What needs to be done: Records appear below. Give all of them again, exactly.

Dataset records:
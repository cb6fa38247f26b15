//! Query-driven lookup lifecycle.
//!
//! Every query change bumps the attempt counter and cancels the previous
//! attempt's token. A spawned attempt may only write the state while it is
//! still the current attempt, which is checked under the same lock that
//! changes it.

use parking_lot::Mutex;
use std::sync::Arc;
use tokio::{sync::watch, task::JoinHandle};
use tokio_util::sync::CancellationToken;
use tracing::Instrument;

use crate::{DailyForecast, GeoResult, LookupError, LookupState, WeatherProvider};

/// Queries shorter than this many characters are not looked up.
pub const MIN_QUERY_CHARS: usize = 2;

/// Inputs of the [`reduce`] transition function.
#[derive(Debug, Clone)]
pub enum LookupEvent {
    QueryCleared,
    Started,
    Succeeded {
        location: GeoResult,
        forecast: DailyForecast,
    },
    Failed(LookupError),
}

/// Pure state transition.
///
/// Completions are only meaningful while loading; in any other state they
/// leave it untouched.
pub fn reduce(state: LookupState, event: LookupEvent) -> LookupState {
    match (state, event) {
        (_, LookupEvent::QueryCleared) => LookupState::Idle,
        (_, LookupEvent::Started) => LookupState::Loading,
        (LookupState::Loading, LookupEvent::Succeeded { location, forecast }) => {
            LookupState::Success { location, forecast }
        }
        (LookupState::Loading, LookupEvent::Failed(err)) => LookupState::Error(err.to_string()),
        (state, _) => {
            tracing::debug!(?state, "ignoring completion outside of loading");
            state
        }
    }
}

/// Geocode `query`, then fetch the forecast for the first match.
pub async fn lookup(
    provider: &dyn WeatherProvider,
    query: &str,
) -> Result<(GeoResult, DailyForecast), LookupError> {
    tracing::debug!("geocoding");
    let location = provider.geocode(query).await?;

    tracing::debug!(
        name = %location.name,
        latitude = location.latitude,
        longitude = location.longitude,
        "fetching forecast"
    );
    let forecast = provider.forecast(&location).await?;

    Ok((location, forecast))
}

#[derive(Debug, Default)]
struct ActiveLookup {
    attempt: u64,
    token: Option<CancellationToken>,
    disposed: bool,
}

#[derive(Debug)]
struct Shared {
    state: watch::Sender<LookupState>,
    active: Mutex<ActiveLookup>,
}

impl Shared {
    /// Callers must hold the `active` lock.
    fn transition(&self, event: LookupEvent) {
        self.state.send_modify(|state| {
            let prev = std::mem::take(state);
            *state = reduce(prev, event);
        });
    }

    fn apply(&self, attempt: u64, event: LookupEvent) {
        let active = self.active.lock();
        if active.disposed || active.attempt != attempt {
            tracing::debug!(current = active.attempt, "discarding result of stale lookup");
            return;
        }
        self.transition(event);
    }
}

/// Owns the [`LookupState`] for a changing query.
///
/// At most one lookup is in flight. Dropping the controller disposes it.
#[derive(Debug)]
pub struct LookupController {
    provider: Arc<dyn WeatherProvider>,
    shared: Arc<Shared>,
}

impl LookupController {
    pub fn new(provider: Arc<dyn WeatherProvider>) -> Self {
        let (state, _) = watch::channel(LookupState::Idle);
        Self {
            provider,
            shared: Arc::new(Shared {
                state,
                active: Mutex::new(ActiveLookup::default()),
            }),
        }
    }

    /// React to a new query value.
    ///
    /// Short queries reset the state to `Idle` and return `None`. Otherwise
    /// the state becomes `Loading` and the lookup runs on a spawned task whose
    /// handle is returned; this must be called from within a tokio runtime.
    pub fn on_query_change(&self, query: &str) -> Option<JoinHandle<()>> {
        let mut active = self.shared.active.lock();
        if active.disposed {
            tracing::warn!(query, "query change after dispose ignored");
            return None;
        }

        if let Some(token) = active.token.take() {
            token.cancel();
        }
        active.attempt += 1;
        let attempt = active.attempt;

        if query.chars().count() < MIN_QUERY_CHARS {
            tracing::debug!(attempt, "query too short, not looking up");
            self.shared.transition(LookupEvent::QueryCleared);
            return None;
        }

        let token = CancellationToken::new();
        active.token = Some(token.clone());
        self.shared.transition(LookupEvent::Started);
        drop(active);

        let provider = Arc::clone(&self.provider);
        let shared = Arc::clone(&self.shared);
        let query = query.to_owned();
        let span = tracing::info_span!("lookup", attempt, query = %query);

        let task = async move {
            let outcome = tokio::select! {
                biased;
                _ = token.cancelled() => {
                    tracing::debug!("lookup cancelled");
                    return;
                }
                outcome = lookup(provider.as_ref(), &query) => outcome,
            };

            let event = match outcome {
                Ok((location, forecast)) => {
                    tracing::info!(name = %location.name, days = forecast.len(), "lookup finished");
                    LookupEvent::Succeeded { location, forecast }
                }
                Err(err) => {
                    tracing::warn!(error = %err, "lookup failed");
                    LookupEvent::Failed(err)
                }
            };
            shared.apply(attempt, event);
        };

        Some(tokio::spawn(task.instrument(span)))
    }

    pub fn state(&self) -> LookupState {
        self.shared.state.borrow().clone()
    }

    pub fn subscribe(&self) -> watch::Receiver<LookupState> {
        self.shared.state.subscribe()
    }

    /// Cancel the active lookup and stop accepting queries.
    pub fn dispose(&self) {
        let mut active = self.shared.active.lock();
        if active.disposed {
            return;
        }
        active.disposed = true;
        if let Some(token) = active.token.take() {
            token.cancel();
        }
        tracing::debug!(attempt = active.attempt, "lookup controller disposed");
    }

    pub fn is_disposed(&self) -> bool {
        self.shared.active.lock().disposed
    }
}

impl Drop for LookupController {
    fn drop(&mut self) {
        self.dispose();
    }
}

Expected output:
repository cb6fa38247f26b15
//! Query-driven lookup lifecycle.
//!
//! Every query change bumps the attempt counter and cancels the previous
//! attempt's token. A spawned attempt may only write the state while it is
//! still the current attempt, which is checked under the same lock that
//! changes it.

use parking_lot::Mutex;
use std::sync::Arc;
use tokio::{sync::watch, task::JoinHandle};
use tokio_util::sync::CancellationToken;
use tracing::Instrument;

use crate::{DailyForecast, GeoResult, LookupError, LookupState, WeatherProvider};

/// Queries shorter than this many characters are not looked up.
pub const MIN_QUERY_CHARS: usize = 2;

/// Inputs of the [`reduce`] transition function.
#[derive(Debug, Clone)]
pub enum LookupEvent {
    QueryCleared,
    Started,
    Succeeded {
        location: GeoResult,
        forecast: DailyForecast,
    },
    Failed(LookupError),
}

/// Pure state transition.
///
/// Completions are only meaningful while loading; in any other state they
/// leave it untouched.
pub fn reduce(state: LookupState, event: LookupEvent) -> LookupState {
    match (state, event) {
        (_, LookupEvent::QueryCleared) => LookupState::Idle,
        (_, LookupEvent::Started) => LookupState::Loading,
        (LookupState::Loading, LookupEvent::Succeeded { location, forecast }) => {
            LookupState::Success { location, forecast }
        }
        (LookupState::Loading, LookupEvent::Failed(err)) => LookupState::Error(err.to_string()),
        (state, _) => {
            tracing::debug!(?state, "ignoring completion outside of loading");
            state
        }
    }
}

/// Geocode `query`, then fetch the forecast for the first match.
pub async fn lookup(
    provider: &dyn WeatherProvider,
    query: &str,
) -> Result<(GeoResult, DailyForecast), LookupError> {
    tracing::debug!("geocoding");
    let location = provider.geocode(query).await?;

    tracing::debug!(
        name = %location.name,
        latitude = location.latitude,
        longitude = location.longitude,
        "fetching forecast"
    );
    let forecast = provider.forecast(&location).await?;

    Ok((location, forecast))
}

#[derive(Debug, Default)]
struct ActiveLookup {
    attempt: u64,
    token: Option<CancellationToken>,
    disposed: bool,
}

#[derive(Debug)]
struct Shared {
    state: watch::Sender<LookupState>,
    active: Mutex<ActiveLookup>,
}

impl Shared {
    /// Callers must hold the `active` lock.
    fn transition(&self, event: LookupEvent) {
        self.state.send_modify(|state| {
            let prev = std::mem::take(state);
            *state = reduce(prev, event);
        });
    }

    fn apply(&self, attempt: u64, event: LookupEvent) {
        let active = self.active.lock();
        if active.disposed || active.attempt != attempt {
            tracing::debug!(current = active.attempt, "discarding result of stale lookup");
            return;
        }
        self.transition(event);
    }
}

/// Owns the [`LookupState`] for a changing query.
///
/// At most one lookup is in flight. Dropping the controller disposes it.
#[derive(Debug)]
pub struct LookupController {
    provider: Arc<dyn WeatherProvider>,
    shared: Arc<Shared>,
}

impl LookupController {
    pub fn new(provider: Arc<dyn WeatherProvider>) -> Self {
        let (state, _) = watch::channel(LookupState::Idle);
        Self {
            provider,
            shared: Arc::new(Shared {
                state,
                active: Mutex::new(ActiveLookup::default()),
            }),
        }
    }

    /// React to a new query value.
    ///
    /// Short queries reset the state to `Idle` and return `None`. Otherwise
    /// the state becomes `Loading` and the lookup runs on a spawned task whose
    /// handle is returned; this must be called from within a tokio runtime.
    pub fn on_query_change(&self, query: &str) -> Option<JoinHandle<()>> {
        let mut active = self.shared.active.lock();
        if active.disposed {
            tracing::warn!(query, "query change after dispose ignored");
            return None;
        }

        if let Some(token) = active.token.take() {
            token.cancel();
        }
        active.attempt += 1;
        let attempt = active.attempt;

        if query.chars().count() < MIN_QUERY_CHARS {
            tracing::debug!(attempt, "query too short, not looking up");
            self.shared.transition(LookupEvent::QueryCleared);
            return None;
        }

        let token = CancellationToken::new();
        active.token = Some(token.clone());
        self.shared.transition(LookupEvent::Started);
        drop(active);

        let provider = Arc::clone(&self.provider);
        let shared = Arc::clone(&self.shared);
        let query = query.to_owned();
        let span = tracing::info_span!("lookup", attempt, query = %query);

        let task = async move {
            let outcome = tokio::select! {
                biased;
                _ = token.cancelled() => {
                    tracing::debug!("lookup cancelled");
                    return;
                }
                outcome = lookup(provider.as_ref(), &query) => outcome,
            };

            let event = match outcome {
                Ok((location, forecast)) => {
                    tracing::info!(name = %location.name, days = forecast.len(), "lookup finished");
                    LookupEvent::Succeeded { location, forecast }
                }
                Err(err) => {
                    tracing::warn!(error = %err, "lookup failed");
                    LookupEvent::Failed(err)
                }
            };
            shared.apply(attempt, event);
        };

        Some(tokio::spawn(task.instrument(span)))
    }

    pub fn state(&self) -> LookupState {
        self.shared.state.borrow().clone()
    }

    pub fn subscribe(&self) -> watch::Receiver<LookupState> {
        self.shared.state.subscribe()
    }

    /// Cancel the active lookup and stop accepting queries.
    pub fn dispose(&self) {
        let mut active = self.shared.active.lock();
        if active.disposed {
            return;
        }
        active.disposed = true;
        if let Some(token) = active.token.take() {
            token.cancel();
        }
        tracing::debug!(attempt = active.attempt, "lookup controller disposed");
    }

    pub fn is_disposed(&self) -> bool {
        self.shared.active.lock().disposed
    }
}

impl Drop for LookupController {
    fn drop(&mut self) {
        self.dispose();
    }
}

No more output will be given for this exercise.